ID NAME DEPARTMENT OVERALL_RN DEPARTMENT_RN GRP
---------- ------- ---------- ---------- ------------- ----------
1 Michael Marketing 1 1 0
2 Alex Marketing 2 2 0
3 Tom Marketing 3 3 0
4 John Sales 4 1 3
5 Brad Marketing 5 4 1
6 Leo Marketing 6 5 1
7 Kevin Production 7 1 6

Here, I've given all the rows across the entire set of data a row number in ascending id order (the overall_rn column), and I've given the rows in each department a row number (the department_rn column), again in ascending id order.

Now that I've done that, we can subtract one from the other (the grp column).

Notice how the number in the grp column remains the same for deparment rows that are next to each other, but it changes each time there's a gap.
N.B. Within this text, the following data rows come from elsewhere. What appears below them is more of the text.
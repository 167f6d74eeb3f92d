#![forbid(unsafe_code)]

//! Buffer grid storage.
//!
//! Cells are stored row-major (`index = y * width + x`). Width and height are
//! fixed at creation; a terminal resize allocates a new buffer. Clusters of
//! more than one code point live in the buffer's [`GraphemePool`].
//!
//! # Example
//!
//! ```
//! use ctab_render::buffer::Buffer;
//! use ctab_render::style::Style;
//!
//! let mut buf = Buffer::new(8, 1);
//! buf.draw_str(0, 0, "Hi", Style::new(), 8);
//! assert_eq!(buf.to_text(), "Hi      ");
//! ```

use ctab_core::geometry::Rect;
use unicode_segmentation::UnicodeSegmentation;
use unicode_width::UnicodeWidthStr;

use crate::cell::{Cell, CellContent, GraphemeId};
use crate::grapheme_pool::GraphemePool;
use crate::style::Style;

/// A 2D grid of terminal cells.
#[derive(Debug, Clone, PartialEq, Eq)]
pub struct Buffer {
    width: u16,
    height: u16,
    cells: Vec<Cell>,
    pool: GraphemePool,
}

impl Buffer {
    /// Create a buffer filled with empty cells.
    ///
    /// # Panics
    ///
    /// Panics if width or height is 0.
    pub fn new(width: u16, height: u16) -> Self {
        assert!(width > 0, "buffer width must be > 0");
        assert!(height > 0, "buffer height must be > 0");
        Self {
            width,
            height,
            cells: vec![Cell::default(); width as usize * height as usize],
            pool: GraphemePool::new(),
        }
    }

    /// Width in cells.
    #[inline]
    pub const fn width(&self) -> u16 {
        self.width
    }

    /// Height in cells.
    #[inline]
    pub const fn height(&self) -> u16 {
        self.height
    }

    /// The whole buffer as a rectangle.
    #[inline]
    pub const fn bounds(&self) -> Rect {
        Rect::from_size(self.width, self.height)
    }

    #[inline]
    fn index(&self, x: u16, y: u16) -> Option<usize> {
        (x < self.width && y < self.height).then(|| y as usize * self.width as usize + x as usize)
    }

    /// Cell at `(x, y)`, or `None` out of bounds.
    #[inline]
    pub fn get(&self, x: u16, y: u16) -> Option<&Cell> {
        self.index(x, y).map(|i| &self.cells[i])
    }

    /// Mutable cell at `(x, y)`, or `None` out of bounds.
    #[inline]
    pub fn get_mut(&mut self, x: u16, y: u16) -> Option<&mut Cell> {
        self.index(x, y).map(|i| &mut self.cells[i])
    }

    /// Replace the cell at `(x, y)`. Out-of-bounds writes are ignored.
    #[inline]
    pub fn set(&mut self, x: u16, y: u16, cell: Cell) {
        if let Some(i) = self.index(x, y) {
            self.cells[i] = cell;
        }
    }

    /// The cells of row `y` (empty slice when out of bounds).
    pub fn row_cells(&self, y: u16) -> &[Cell] {
        if y >= self.height {
            return &[];
        }
        let start = y as usize * self.width as usize;
        &self.cells[start..start + self.width as usize]
    }

    /// Fill `rect` (clipped to the buffer) with `cell`.
    pub fn fill(&mut self, rect: Rect, cell: Cell) {
        for y in rect.y..rect.bottom().min(self.height) {
            for x in rect.x..rect.right().min(self.width) {
                self.set(x, y, cell);
            }
        }
    }

    /// Reset every cell to empty and forget interned clusters.
    pub fn clear(&mut self) {
        self.cells.fill(Cell::default());
        self.pool.clear();
    }

    /// The cluster behind `id`, if this buffer interned it.
    pub fn grapheme(&self, id: GraphemeId) -> Option<&str> {
        self.pool.get(id)
    }

    /// Text drawn in `cell`, or `None` for empty and continuation cells.
    ///
    /// `cell` must come from this buffer for grapheme ids to resolve.
    pub fn cell_text<'a>(&'a self, cell: &'a Cell, scratch: &'a mut [u8; 4]) -> Option<&'a str> {
        match cell.content {
            CellContent::Char(c) => Some(c.encode_utf8(scratch)),
            CellContent::Grapheme(id) => self.pool.get(id),
            CellContent::Empty | CellContent::Continuation => None,
        }
    }

    /// Apply `style` to every cell in `rect`, keeping content.
    pub fn set_style(&mut self, rect: Rect, style: Style) {
        if style.is_empty() {
            return;
        }
        for y in rect.y..rect.bottom() {
            for x in rect.x..rect.right() {
                if let Some(cell) = self.get_mut(x, y) {
                    style.apply_to(cell);
                }
            }
        }
    }

    /// Draw `text` starting at `(x, y)`, stopping before `max_x`.
    ///
    /// Wide graphemes take their full width (head cell plus continuation
    /// cells) and are skipped entirely if they would cross `max_x`.
    /// Returns the column after the last drawn grapheme.
    pub fn draw_str(&mut self, mut x: u16, y: u16, text: &str, style: Style, max_x: u16) -> u16 {
        let max_x = max_x.min(self.width);
        for grapheme in text.graphemes(true) {
            if x >= max_x {
                break;
            }
            let w = UnicodeWidthStr::width(grapheme);
            if w == 0 {
                continue;
            }
            let w = w as u16;
            if x.saturating_add(w) > max_x {
                break;
            }
            let mut chars = grapheme.chars();
            let content = match (chars.next(), chars.next()) {
                (Some(c), None) => CellContent::Char(c),
                (Some(_), Some(_)) => CellContent::Grapheme(self.pool.intern(grapheme)),
                (None, _) => continue,
            };
            let mut head = self.get(x, y).copied().unwrap_or_default();
            head.content = content;
            style.apply_to(&mut head);
            self.set(x, y, head);
            for dx in 1..w {
                let mut tail = Cell::CONTINUATION;
                tail.bg = head.bg;
                self.set(x + dx, y, tail);
            }
            x += w;
        }
        x
    }

    /// Plain-text dump, rows joined by `\n`; empty cells become spaces and
    /// continuation cells are skipped.
    pub fn to_text(&self) -> String {
        let mut out = String::with_capacity((self.width as usize + 1) * self.height as usize);
        for y in 0..self.height {
            if y > 0 {
                out.push('\n');
            }
            out.push_str(&self.row_text(y));
        }
        out
    }

    /// Plain text of a single row.
    pub fn row_text(&self, y: u16) -> String {
        let mut out = String::with_capacity(self.width as usize);
        let mut scratch = [0u8; 4];
        for cell in self.row_cells(y) {
            if cell.is_continuation() {
                continue;
            }
            out.push_str(self.cell_text(cell, &mut scratch).unwrap_or(" "));
        }
        out
    }
}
E.g. for the Marketing department, rows 1-3 are next to each other and have grp = 0, but the 4th Marketing row is actually on the 5th row of the overall results set, so it now has a different grp number. Since the 5th marketing row is on the 6th row of the overall set, it has the same grp number as the 4th marketing row, so we know they're next to each other.

Once we have that grp information, it's a simple matter of doing an aggregate query grouping on both the department and our new grp column, using min and max to find the start and end ids:

WITH your_table AS (SELECT 1 ID, 'Michael' NAME, 'Marketing' department FROM dual UNION ALL
SELECT 2 ID, 'Alex' NAME, 'Marketing' department FROM dual UNION ALL
SELECT 3 ID, 'Tom' NAME, 'Marketing' department FROM dual UNION ALL
SELECT 4 ID, 'John' NAME, 'Sales' department FROM dual UNION ALL
SELECT 5 ID, 'Brad' NAME, 'Marketing' department FROM dual UNION ALL
SELECT 6 ID, 'Leo' NAME, 'Marketing' department FROM dual UNION ALL
SELECT 7 ID, 'Kevin' NAME, 'Production' department FROM dual)
-- end of mimicking your table with data in it. See the SQL below:
SELECT department,
MIN(ID) start_id,
MAX(ID) end_id
FROM (SELECT ID,
NAME,
department,
row_number() OVER (ORDER BY ID) - row_number() OVER (PARTITION BY department ORDER BY ID) grp
FROM your_table)
GROUP BY department, grp;

DEPARTMENT START_ID END_ID
---------- ---------- ----------
Marketing 1 3
Marketing 5 6
Sales 4 4
Production 7 7

N.B., I've assumed that gaps in the id columns aren't important (i.e. if there was no row for id = 6 (so Leo and Kevin's ids were 7 and 8 respectively), then Leo and Brad would still appear in the same group, with a start id = 5 and end id = 7.

If gaps in the id columns count as indicating a new group, then you could just use the id to label the overall set of rows (i.e. no need to caluclate the overall_rn; just use the id column instead).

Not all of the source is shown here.